- **What you need to do**
Count how many lines in the data below include "path". Answer with the number only.

- **The data**
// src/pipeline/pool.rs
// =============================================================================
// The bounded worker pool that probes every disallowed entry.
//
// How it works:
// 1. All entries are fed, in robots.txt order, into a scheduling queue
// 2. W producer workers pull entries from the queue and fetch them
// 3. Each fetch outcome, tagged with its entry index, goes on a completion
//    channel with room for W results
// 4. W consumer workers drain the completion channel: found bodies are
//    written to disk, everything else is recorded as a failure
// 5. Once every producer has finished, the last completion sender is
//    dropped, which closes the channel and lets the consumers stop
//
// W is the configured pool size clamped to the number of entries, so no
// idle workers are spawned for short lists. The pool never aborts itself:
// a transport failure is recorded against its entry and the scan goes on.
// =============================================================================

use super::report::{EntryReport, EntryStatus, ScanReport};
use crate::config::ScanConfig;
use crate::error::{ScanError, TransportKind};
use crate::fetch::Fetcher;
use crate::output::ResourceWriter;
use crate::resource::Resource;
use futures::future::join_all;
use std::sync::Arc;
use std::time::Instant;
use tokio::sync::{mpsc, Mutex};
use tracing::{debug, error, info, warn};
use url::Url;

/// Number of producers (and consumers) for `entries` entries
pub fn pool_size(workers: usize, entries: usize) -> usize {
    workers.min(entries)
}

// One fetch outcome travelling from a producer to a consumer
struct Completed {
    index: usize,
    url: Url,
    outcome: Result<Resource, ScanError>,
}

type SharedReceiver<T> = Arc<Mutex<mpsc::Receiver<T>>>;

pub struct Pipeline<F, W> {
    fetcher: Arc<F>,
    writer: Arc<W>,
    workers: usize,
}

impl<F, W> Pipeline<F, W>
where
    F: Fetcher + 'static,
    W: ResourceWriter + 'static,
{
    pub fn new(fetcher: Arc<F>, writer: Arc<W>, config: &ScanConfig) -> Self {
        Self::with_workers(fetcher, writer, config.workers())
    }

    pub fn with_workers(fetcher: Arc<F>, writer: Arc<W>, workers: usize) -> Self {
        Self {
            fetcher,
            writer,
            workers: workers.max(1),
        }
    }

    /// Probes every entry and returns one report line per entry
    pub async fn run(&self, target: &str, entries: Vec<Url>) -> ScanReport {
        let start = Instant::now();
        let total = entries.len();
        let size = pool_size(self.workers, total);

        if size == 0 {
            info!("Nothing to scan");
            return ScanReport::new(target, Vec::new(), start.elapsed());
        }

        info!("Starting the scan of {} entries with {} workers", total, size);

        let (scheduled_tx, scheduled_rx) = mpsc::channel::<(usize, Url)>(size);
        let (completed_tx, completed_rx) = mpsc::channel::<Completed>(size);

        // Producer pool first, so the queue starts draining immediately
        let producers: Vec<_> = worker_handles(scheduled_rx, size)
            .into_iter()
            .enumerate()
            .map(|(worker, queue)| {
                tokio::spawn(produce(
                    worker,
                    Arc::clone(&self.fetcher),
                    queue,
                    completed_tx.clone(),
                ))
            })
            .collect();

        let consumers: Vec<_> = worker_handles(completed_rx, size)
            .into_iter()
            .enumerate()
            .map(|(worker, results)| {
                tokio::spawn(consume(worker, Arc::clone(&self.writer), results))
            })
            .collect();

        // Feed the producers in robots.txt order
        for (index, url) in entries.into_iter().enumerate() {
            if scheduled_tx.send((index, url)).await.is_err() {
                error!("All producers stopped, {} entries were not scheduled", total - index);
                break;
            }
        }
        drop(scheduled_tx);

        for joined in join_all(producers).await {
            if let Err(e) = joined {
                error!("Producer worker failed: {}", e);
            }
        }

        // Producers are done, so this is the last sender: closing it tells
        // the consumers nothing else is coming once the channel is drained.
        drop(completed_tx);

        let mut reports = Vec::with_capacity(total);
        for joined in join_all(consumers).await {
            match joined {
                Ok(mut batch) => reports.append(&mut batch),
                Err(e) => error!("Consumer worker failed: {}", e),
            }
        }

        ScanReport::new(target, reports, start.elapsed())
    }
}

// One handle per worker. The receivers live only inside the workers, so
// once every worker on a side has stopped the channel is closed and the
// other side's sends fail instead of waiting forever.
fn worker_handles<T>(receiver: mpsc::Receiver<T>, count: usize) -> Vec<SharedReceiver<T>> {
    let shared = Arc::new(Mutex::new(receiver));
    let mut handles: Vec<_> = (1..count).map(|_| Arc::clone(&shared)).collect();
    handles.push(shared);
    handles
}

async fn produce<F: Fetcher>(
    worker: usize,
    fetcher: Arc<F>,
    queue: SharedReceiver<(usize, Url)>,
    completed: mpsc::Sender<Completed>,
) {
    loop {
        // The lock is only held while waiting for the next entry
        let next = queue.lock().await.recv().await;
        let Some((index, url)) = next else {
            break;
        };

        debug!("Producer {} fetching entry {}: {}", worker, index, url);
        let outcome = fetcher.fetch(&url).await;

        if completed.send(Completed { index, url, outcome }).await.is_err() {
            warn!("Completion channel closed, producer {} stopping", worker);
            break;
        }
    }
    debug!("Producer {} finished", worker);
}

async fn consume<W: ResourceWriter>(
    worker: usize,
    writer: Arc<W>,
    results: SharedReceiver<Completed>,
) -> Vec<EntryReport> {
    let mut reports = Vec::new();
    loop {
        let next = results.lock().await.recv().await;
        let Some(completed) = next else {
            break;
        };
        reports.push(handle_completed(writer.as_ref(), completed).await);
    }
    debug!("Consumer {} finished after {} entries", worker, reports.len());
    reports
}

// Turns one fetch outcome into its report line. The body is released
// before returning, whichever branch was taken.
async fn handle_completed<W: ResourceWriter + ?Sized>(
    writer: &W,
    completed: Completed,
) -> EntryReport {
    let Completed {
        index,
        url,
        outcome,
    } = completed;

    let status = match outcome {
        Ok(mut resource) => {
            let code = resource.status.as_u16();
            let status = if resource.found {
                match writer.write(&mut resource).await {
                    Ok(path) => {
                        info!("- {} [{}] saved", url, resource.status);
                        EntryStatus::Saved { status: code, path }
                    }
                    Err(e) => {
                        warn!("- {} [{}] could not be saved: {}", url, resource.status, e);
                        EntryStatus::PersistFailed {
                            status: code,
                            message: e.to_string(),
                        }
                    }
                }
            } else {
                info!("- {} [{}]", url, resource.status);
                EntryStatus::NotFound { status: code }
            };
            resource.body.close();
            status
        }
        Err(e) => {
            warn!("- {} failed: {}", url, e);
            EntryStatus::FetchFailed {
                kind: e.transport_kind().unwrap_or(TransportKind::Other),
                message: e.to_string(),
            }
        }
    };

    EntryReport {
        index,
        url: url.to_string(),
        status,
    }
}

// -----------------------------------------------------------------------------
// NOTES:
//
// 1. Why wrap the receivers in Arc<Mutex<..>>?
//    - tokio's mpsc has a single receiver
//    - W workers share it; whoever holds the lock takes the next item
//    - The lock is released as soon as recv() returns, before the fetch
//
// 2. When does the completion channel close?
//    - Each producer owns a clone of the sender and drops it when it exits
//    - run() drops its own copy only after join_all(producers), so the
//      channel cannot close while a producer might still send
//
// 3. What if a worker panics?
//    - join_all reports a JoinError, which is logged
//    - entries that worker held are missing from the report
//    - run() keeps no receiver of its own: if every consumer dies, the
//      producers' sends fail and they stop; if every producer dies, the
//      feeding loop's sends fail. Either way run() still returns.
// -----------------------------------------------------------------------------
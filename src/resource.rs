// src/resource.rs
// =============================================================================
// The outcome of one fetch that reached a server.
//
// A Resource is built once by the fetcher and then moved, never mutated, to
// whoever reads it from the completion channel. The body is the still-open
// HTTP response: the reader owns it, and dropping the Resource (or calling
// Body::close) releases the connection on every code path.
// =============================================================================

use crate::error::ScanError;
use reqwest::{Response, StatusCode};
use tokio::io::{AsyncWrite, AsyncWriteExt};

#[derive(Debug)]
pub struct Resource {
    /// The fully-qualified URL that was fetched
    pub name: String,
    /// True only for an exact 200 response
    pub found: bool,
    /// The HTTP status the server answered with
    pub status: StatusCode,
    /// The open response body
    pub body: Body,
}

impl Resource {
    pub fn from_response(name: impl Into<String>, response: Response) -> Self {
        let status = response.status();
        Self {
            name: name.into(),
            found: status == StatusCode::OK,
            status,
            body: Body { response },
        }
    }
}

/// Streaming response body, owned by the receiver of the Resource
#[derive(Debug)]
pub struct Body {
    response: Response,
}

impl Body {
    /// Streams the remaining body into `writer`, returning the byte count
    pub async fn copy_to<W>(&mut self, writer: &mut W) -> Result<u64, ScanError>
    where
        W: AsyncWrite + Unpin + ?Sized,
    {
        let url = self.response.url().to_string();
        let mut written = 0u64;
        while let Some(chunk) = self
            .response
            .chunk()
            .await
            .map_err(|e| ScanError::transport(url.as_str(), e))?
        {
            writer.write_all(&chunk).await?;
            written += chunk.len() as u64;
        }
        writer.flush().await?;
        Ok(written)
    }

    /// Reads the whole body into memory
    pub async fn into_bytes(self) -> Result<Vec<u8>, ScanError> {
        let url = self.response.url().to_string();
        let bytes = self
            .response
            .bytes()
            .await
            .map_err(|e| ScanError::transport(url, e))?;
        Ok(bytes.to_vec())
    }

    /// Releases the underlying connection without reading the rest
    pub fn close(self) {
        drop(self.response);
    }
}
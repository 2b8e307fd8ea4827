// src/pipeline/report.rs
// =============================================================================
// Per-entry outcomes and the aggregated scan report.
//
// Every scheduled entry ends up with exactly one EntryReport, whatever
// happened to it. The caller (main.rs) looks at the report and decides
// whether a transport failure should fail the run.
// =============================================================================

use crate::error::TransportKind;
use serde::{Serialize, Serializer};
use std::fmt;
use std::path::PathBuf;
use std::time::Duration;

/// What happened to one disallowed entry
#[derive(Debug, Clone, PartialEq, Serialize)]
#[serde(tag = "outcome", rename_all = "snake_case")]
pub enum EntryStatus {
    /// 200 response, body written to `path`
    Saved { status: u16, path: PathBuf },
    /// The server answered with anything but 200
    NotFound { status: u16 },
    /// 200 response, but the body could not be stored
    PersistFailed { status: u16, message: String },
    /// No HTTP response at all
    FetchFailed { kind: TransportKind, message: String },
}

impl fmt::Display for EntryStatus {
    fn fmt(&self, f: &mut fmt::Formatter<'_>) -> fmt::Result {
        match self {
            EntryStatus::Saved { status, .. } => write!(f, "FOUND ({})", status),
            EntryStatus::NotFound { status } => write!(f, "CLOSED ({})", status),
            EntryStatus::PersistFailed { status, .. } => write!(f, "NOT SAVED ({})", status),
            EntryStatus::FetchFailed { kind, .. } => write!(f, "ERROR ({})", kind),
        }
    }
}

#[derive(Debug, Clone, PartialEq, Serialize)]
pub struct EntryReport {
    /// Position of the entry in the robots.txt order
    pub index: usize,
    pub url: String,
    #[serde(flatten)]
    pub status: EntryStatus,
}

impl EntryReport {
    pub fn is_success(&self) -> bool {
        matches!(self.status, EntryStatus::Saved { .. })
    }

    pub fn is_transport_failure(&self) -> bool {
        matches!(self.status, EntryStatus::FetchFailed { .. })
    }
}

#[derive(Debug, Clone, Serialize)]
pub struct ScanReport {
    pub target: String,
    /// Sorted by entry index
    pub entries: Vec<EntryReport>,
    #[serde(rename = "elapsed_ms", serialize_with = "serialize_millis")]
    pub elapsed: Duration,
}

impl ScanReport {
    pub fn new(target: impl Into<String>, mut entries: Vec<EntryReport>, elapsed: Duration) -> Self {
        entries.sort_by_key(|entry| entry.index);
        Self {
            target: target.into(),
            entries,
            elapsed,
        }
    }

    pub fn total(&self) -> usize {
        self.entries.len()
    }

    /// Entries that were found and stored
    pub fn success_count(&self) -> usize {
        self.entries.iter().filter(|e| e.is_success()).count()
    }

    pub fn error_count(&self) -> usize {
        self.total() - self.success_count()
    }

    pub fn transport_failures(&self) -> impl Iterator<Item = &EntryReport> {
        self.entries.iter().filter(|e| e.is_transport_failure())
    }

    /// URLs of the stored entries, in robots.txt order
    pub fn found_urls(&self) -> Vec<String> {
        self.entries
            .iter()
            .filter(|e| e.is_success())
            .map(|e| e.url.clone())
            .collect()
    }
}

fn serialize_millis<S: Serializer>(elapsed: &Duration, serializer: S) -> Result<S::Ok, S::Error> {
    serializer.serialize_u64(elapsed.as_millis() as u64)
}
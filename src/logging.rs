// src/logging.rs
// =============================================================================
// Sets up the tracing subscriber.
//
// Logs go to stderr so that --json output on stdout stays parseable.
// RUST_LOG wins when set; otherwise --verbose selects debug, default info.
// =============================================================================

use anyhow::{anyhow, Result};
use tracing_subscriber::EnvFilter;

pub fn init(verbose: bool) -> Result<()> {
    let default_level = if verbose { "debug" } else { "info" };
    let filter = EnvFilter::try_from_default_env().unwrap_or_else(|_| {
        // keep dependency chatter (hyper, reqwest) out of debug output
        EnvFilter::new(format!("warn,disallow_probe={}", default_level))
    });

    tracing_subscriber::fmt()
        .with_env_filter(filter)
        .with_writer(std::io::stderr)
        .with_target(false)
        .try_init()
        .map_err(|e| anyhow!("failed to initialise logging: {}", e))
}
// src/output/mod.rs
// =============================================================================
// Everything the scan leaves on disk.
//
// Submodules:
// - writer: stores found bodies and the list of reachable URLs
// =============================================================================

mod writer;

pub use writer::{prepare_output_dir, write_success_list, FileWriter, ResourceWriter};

- **Task response**
6